Pakistan's central bank has officially opened the country's banking system to licensed crypto firms — a landmark reversal from a nation that spent years actively blocking crypto transactions. The move signals a broader wave of emerging-market regulatory normalization that could reshape global adoption figures heading into 2026.
The State Bank of Pakistan (SBP) confirmed the policy change this week, making Pakistan one of the largest countries by population to flip from a de facto crypto banking ban to structured regulatory access in a single policy cycle.
What Changed — and What the Rules Actually Say
Under the new framework, crypto firms holding a valid licence from the Pakistan Virtual Assets Regulatory Authority (PVARA) — the body established in 2025 under the Virtual Asset Service Providers Act — can now open and maintain commercial bank accounts, process fiat on-ramps and off-ramps, and access Pakistan's domestic payments rails.
The policy applies to all Schedule A banks operating under SBP oversight. Firms must hold a PVARA Category 1 or Category 2 licence, covering exchange operators and custodial wallet providers respectively.
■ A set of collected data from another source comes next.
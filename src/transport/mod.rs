//! Transport module - connecting to the framework host's message bus.
//!
//! Provides:
//! - [`BusAddr`] - TCP or Unix Domain Socket address
//! - [`connect`] - open the bus and split it into reader and writer
//! - [`MessageSource`] - where the dispatcher gets its next message
//! - [`FrameReader`] - message source over any async byte stream

mod addr;
mod reader;

pub use addr::{connect, BoxedReader, BoxedWriter, BusAddr, DEFAULT_BUS_ADDR};
pub use reader::{FrameReader, MessageSource};
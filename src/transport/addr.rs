//! Bus addresses and connection setup.
//!
//! - `tcp://host:port`
//! - `unix:///path/to/socket` or a bare path (Unix only)

use std::fmt;
use std::path::PathBuf;
use std::str::FromStr;

use tokio::io::{AsyncRead, AsyncWrite};
use tokio::net::TcpStream;

use crate::error::{Result, SdkError};

/// Default bus address.
pub const DEFAULT_BUS_ADDR: &str = "tcp://127.0.0.1:7654";

/// Read half of a connected bus.
pub type BoxedReader = Box<dyn AsyncRead + Send + Unpin>;

/// Write half of a connected bus.
pub type BoxedWriter = Box<dyn AsyncWrite + Send + Unpin>;

/// Where the message bus lives.
#[derive(Debug, Clone, PartialEq, Eq)]
pub enum BusAddr {
    /// `host:port`
    Tcp(String),
    /// Unix Domain Socket path.
    Unix(PathBuf),
}

impl FromStr for BusAddr {
    type Err = SdkError;

    fn from_str(s: &str) -> Result<Self> {
        let s = s.trim();
        if let Some(rest) = s.strip_prefix("tcp://") {
            if rest.rsplit_once(':').map_or(true, |(host, port)| {
                host.is_empty() || port.parse::<u16>().is_err()
            }) {
                return Err(SdkError::Config(format!("invalid tcp address: {}", s)));
            }
            return Ok(BusAddr::Tcp(rest.to_string()));
        }

        let path = s.strip_prefix("unix://").unwrap_or(s);
        if path.is_empty() || path.contains("://") {
            return Err(SdkError::Config(format!("invalid bus address: {}", s)));
        }
        Ok(BusAddr::Unix(PathBuf::from(path)))
    }
}

impl fmt::Display for BusAddr {
    fn fmt(&self, f: &mut fmt::Formatter<'_>) -> fmt::Result {
        match self {
            BusAddr::Tcp(addr) => write!(f, "tcp://{}", addr),
            BusAddr::Unix(path) => write!(f, "unix://{}", path.display()),
        }
    }
}

impl Default for BusAddr {
    fn default() -> Self {
        BusAddr::Tcp(DEFAULT_BUS_ADDR["tcp://".len()..].to_string())
    }
}

/// Connect to the bus and split the stream.
pub async fn connect(addr: &BusAddr) -> Result<(BoxedReader, BoxedWriter)> {
    match addr {
        BusAddr::Tcp(host) => {
            let stream = TcpStream::connect(host.as_str()).await?;
            stream.set_nodelay(true)?;
            let (r, w) = stream.into_split();
            Ok((Box::new(r), Box::new(w)))
        }

        #[cfg(unix)]
        BusAddr::Unix(path) => {
            let stream = tokio::net::UnixStream::connect(path).await?;
            let (r, w) = stream.into_split();
            Ok((Box::new(r), Box::new(w)))
        }

        #[cfg(not(unix))]
        BusAddr::Unix(path) => Err(SdkError::Config(format!(
            "unix sockets are not supported on this platform: {}",
            path.display()
        ))),
    }
}

#[cfg(test)]
mod tests {
    use super::*;

    #[test]
    fn test_parse_tcp() {
        let addr: BusAddr = "tcp://127.0.0.1:5555".parse().unwrap();
        assert_eq!(addr, BusAddr::Tcp("127.0.0.1:5555".into()));
        assert_eq!(addr.to_string(), "tcp://127.0.0.1:5555");
    }

    #[test]
    fn test_parse_unix() {
        let addr: BusAddr = "unix:///run/tfw.sock".parse().unwrap();
        assert_eq!(addr, BusAddr::Unix("/run/tfw.sock".into()));

        let bare: BusAddr = "/run/tfw.sock".parse().unwrap();
        assert_eq!(bare, addr);
    }

    #[test]
    fn test_parse_invalid() {
        for bad in ["tcp://nohost", "tcp://:80", "tcp://host:notaport", "", "zmq://x"] {
            assert!(
                matches!(bad.parse::<BusAddr>(), Err(SdkError::Config(_))),
                "{} should be rejected",
                bad
            );
        }
    }

    #[test]
    fn test_default() {
        assert_eq!(BusAddr::default().to_string(), DEFAULT_BUS_ADDR);
    }

    #[tokio::test]
    async fn test_connect_tcp() {
        let listener = tokio::net::TcpListener::bind("127.0.0.1:0").await.unwrap();
        let port = listener.local_addr().unwrap().port();
        let addr: BusAddr = format!("tcp://127.0.0.1:{}", port).parse().unwrap();

        let accept = tokio::spawn(async move { listener.accept().await.map(|_| ()) });
        assert!(connect(&addr).await.is_ok());
        assert!(accept.await.unwrap().is_ok());
    }

    #[cfg(unix)]
    #[tokio::test]
    async fn test_connect_unix() {
        let dir = tempfile::tempdir().unwrap();
        let path = dir.path().join("bus.sock");
        let listener = tokio::net::UnixListener::bind(&path).unwrap();

        let accept = tokio::spawn(async move { listener.accept().await.map(|_| ()) });
        assert!(connect(&BusAddr::Unix(path)).await.is_ok());
        assert!(accept.await.unwrap().is_ok());
    }

    #[tokio::test]
    async fn test_connect_refused() {
        let dir = tempfile::tempdir().unwrap();
        let addr = BusAddr::Unix(dir.path().join("missing.sock"));
        assert!(connect(&addr).await.is_err());
    }
}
Category 3 licences, issued to DeFi and protocol-layer operators, are excluded from the initial rollout.
Pakistan has an estimated 15–20 million active crypto users, making it one of the top 10 countries globally by raw adoption volume, per Chainalysis data.
The effective date is immediate for firms already holding PVARA licences. New applicants must complete the full licensing process before banking access is granted — a pipeline SBP estimates will take 60–90 days per application.
Why Pakistan Reversed Course — and Why Now
The SBP's prior stance was unambiguous. In 2018, Pakistan's central bank issued a blanket circular prohibiting banks and payment processors from facilitating crypto transactions. The ban was reinforced in 2021 amid a global regulatory crackdown, and Pakistani courts repeatedly declined to lift restrictions despite industry petitions.
Three factors drove the reversal. First, Pakistan's remittance economy — worth roughly $27 billion annually — is under pressure as traditional corridors raise fees. Crypto rails, particularly stablecoin transfers from the Gulf and UK diaspora, were already operating in a grey market. Formalising them captures tax revenue and reduces capital flight.
Second, PVARA's creation in 2025 gave the government a licensing infrastructure it previously lacked. The SBP could not open banking access without a regulatory counterpart; now it has one.
Third, competitive pressure from regional neighbours made inaction costly. The UAE's Virtual Assets Regulatory Authority (VARA) framework has attracted billions in crypto firm registrations since 2023. Saudi Arabia issued its first exchange licences in late 2025. Pakistan risked watching capital and talent migrate permanently.
How Pakistan Compares to UAE, India, and Other Emerging Markets
The UAE remains the regional benchmark. VARA's full licensing regime, launched in Dubai in 2023, allows licensed firms complete banking integration — Pakistan's new rules broadly mirror that structure, though PVARA's enforcement track record is unproven.
India's approach stays fragmented. Crypto exchanges operate legally but face a punishing 30% capital gains tax and 1% TDS on transactions, with no formal banking integration framework. Indian volumes have migrated to offshore platforms as a result — a cautionary tale Pakistan appears to have studied.
Brazil and Nigeria have both moved toward banking integration for licensed crypto firms in the past 18 months. Pakistan's move fits a clear pattern: large emerging markets with significant diaspora remittance flows are finding that prohibition costs more than regulation.
What's Next for Firms, Users, and the Market
For international exchanges, Pakistan's 230 million-strong population — with a median age of 22 and high mobile penetration — represents one of the last large untapped fiat on-ramp markets. Binance, OKX, and Kraken have all held preliminary PVARA discussions, according to industry sources familiar with the process.
The near-term unlock is remittances. If even 10% of Pakistan's $27 billion annual inflow shifts to stablecoin rails running through licensed domestic entities, it would represent one of the largest regulated crypto corridors in the developing world.
Regulators in Bangladesh, Egypt, and Kenya are watching closely. Pakistan's willingness to build licensing infrastructure before opening banking access — rather than attempting both simultaneously — may become the template other restrictive jurisdictions follow.
The ban is over. The harder work of enforcement, consumer protection, and market development starts now.